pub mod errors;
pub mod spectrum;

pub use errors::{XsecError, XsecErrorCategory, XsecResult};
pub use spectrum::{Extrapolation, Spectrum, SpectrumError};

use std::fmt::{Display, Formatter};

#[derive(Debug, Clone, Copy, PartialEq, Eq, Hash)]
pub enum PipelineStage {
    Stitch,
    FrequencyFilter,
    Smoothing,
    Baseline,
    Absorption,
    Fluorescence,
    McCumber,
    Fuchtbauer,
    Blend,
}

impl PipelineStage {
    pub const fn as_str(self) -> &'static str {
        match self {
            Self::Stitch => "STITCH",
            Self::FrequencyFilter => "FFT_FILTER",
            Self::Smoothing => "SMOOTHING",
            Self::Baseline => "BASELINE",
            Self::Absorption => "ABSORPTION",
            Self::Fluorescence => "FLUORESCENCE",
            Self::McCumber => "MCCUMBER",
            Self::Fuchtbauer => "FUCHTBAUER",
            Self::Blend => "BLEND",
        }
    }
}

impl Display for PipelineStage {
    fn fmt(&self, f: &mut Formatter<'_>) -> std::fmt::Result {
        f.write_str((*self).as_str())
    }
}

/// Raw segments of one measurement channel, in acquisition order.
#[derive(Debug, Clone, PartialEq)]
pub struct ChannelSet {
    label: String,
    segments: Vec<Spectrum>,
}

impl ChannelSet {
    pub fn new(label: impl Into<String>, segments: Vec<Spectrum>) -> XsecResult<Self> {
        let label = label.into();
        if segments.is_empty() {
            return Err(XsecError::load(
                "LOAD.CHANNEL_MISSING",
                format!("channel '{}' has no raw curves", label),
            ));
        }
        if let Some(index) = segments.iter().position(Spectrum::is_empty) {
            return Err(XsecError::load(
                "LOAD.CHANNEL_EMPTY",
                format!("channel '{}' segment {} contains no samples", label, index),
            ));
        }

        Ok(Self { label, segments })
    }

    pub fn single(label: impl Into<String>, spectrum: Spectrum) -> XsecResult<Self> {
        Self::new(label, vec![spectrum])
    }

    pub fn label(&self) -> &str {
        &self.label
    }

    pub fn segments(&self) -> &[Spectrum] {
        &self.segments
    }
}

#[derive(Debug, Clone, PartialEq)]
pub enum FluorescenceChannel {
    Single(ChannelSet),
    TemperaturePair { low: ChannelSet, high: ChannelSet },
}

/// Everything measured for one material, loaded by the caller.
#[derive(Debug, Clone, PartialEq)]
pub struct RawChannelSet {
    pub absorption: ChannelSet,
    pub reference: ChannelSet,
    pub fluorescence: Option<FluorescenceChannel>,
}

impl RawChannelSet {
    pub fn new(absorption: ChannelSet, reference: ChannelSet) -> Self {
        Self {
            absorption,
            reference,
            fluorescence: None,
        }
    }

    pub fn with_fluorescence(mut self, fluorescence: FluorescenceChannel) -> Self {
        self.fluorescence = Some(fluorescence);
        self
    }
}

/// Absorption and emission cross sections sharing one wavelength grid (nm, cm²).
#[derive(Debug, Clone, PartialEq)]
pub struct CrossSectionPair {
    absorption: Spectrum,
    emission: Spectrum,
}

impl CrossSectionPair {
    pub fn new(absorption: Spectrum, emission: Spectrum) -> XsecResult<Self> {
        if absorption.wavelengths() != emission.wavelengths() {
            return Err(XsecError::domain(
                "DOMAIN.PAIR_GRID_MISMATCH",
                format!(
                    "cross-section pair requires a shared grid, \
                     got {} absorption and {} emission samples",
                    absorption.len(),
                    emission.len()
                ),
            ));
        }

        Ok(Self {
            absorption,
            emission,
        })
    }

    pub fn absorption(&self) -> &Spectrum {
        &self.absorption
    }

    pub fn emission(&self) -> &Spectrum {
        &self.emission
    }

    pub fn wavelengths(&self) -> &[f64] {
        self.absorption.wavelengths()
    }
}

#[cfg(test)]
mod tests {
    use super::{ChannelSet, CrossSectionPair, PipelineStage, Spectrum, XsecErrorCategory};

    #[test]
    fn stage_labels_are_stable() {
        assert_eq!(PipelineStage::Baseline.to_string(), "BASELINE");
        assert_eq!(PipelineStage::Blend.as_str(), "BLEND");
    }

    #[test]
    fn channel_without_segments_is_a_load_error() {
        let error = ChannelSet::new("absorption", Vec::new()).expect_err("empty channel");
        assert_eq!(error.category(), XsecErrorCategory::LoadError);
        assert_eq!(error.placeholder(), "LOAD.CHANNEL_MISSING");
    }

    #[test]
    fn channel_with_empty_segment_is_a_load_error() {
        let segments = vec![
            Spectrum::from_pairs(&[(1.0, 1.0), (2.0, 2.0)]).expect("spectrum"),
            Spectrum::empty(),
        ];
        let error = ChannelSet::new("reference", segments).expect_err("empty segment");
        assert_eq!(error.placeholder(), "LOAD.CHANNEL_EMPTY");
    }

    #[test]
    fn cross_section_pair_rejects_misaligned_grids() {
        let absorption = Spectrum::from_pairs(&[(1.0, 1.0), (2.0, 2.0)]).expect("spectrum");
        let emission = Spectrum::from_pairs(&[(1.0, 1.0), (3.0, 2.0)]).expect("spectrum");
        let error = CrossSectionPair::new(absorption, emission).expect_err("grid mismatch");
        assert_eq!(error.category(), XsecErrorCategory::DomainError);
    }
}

Prompt:
Each line above where the word "XsecResult" occurs should be copied out.

Task solution:
pub use errors::{XsecError, XsecErrorCategory, XsecResult};
    pub fn new(label: impl Into<String>, segments: Vec<Spectrum>) -> XsecResult<Self> {
    pub fn single(label: impl Into<String>, spectrum: Spectrum) -> XsecResult<Self> {
    pub fn new(absorption: Spectrum, emission: Spectrum) -> XsecResult<Self> {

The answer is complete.